L.M.D. Delbridge, Cardiac Phenomics Laboratory, Department of Physiology, The University of Melbourne, Parkville, VIC 3010, Australia.

Energy stress in the myocardium occurs in a variety of acute and chronic pathophysiologic contexts including ischemia, nutrient deprivation, and diabetic disease settings of substrate disturbance. Although the heart is highly adaptive and flexible in relation to fuel utilization and routes of ATP generation, maladaptations in energy stress situations confer functional deficit.
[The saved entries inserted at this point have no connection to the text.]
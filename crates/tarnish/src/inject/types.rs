//! Type-mismatch injection.

use std::ops::Range;

use crate::dataset::{ColumnKind, Dataset, Value};

use super::probability::Probability;
use super::sampling::sample_rows;

/// Default per-column probability of being corrupted.
pub const DEFAULT_TYPE_ERROR_PROBABILITY: Probability = Probability::constant(0.10);

/// Share of rows rewritten in a corrupted column.
pub const TYPE_ERROR_ROW_FRACTION: Probability = Probability::constant(0.10);

/// Text written into numeric columns.
pub const INVALID_SENTINEL: &str = "invalid";

/// Range of numbers written into text columns.
pub const NUMERIC_NOISE: Range<i64> = 100..999;

/// Inject type-mismatched values.
///
/// Each column is selected once with probability `probability`. A selected
/// numeric column gets [`INVALID_SENTINEL`] in 10% of its rows; a selected
/// text column gets integers from [`NUMERIC_NOISE`], drawn per cell.
/// Columns with no present values are left alone.
pub fn inject_type_errors(
    dataset: &Dataset,
    probability: Probability,
    rng: &mut fastrand::Rng,
) -> Dataset {
    let mut corrupted = dataset.clone();
    let row_count = corrupted.row_count();

    for col in 0..corrupted.column_count() {
        let kind = corrupted.columns()[col].kind();
        if kind == ColumnKind::MissingOnly || !probability.draw(rng) {
            continue;
        }

        let rows = sample_rows(rng, row_count, TYPE_ERROR_ROW_FRACTION);
        let values = corrupted.values_mut(col);

        for row in rows {
            values[row] = match kind {
                ColumnKind::Numeric => Value::text(INVALID_SENTINEL),
                _ => Value::Integer(rng.i64(NUMERIC_NOISE)),
            };
        }
    }

    corrupted
}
An understanding of the mechanisms which link metabolic stress to impaired myocardial performance is currently lacking. Emerging evidence suggests that, in parallel with regulated enzymatic pathways which control intracellular substrate supply, other processes of ‘bulk’ autophagic macromolecular breakdown may be important in energy stress conditions. Recent findings indicate that cargo-specific autophagic activity may be important in different stress states. In particular, induction of glycophagy, a glycogen specific autophagy, has been described in acute and chronic energy stress situations. The impact of altered cardiomyocyte glucose flux relating to glycophagy dysregulation on contractile function is unknown. A cardiomyocyte cytosolic environment involving oxidative stress and altered hexose sugar flux, predisposing to protein glycation processes, is indicated. Both the occurrence of O-GlcNAcylation events and the formation of advanced glycation end-products as myofilament post-translational modifications may be implicated in contractile dysfunction in metabolic stress pathology.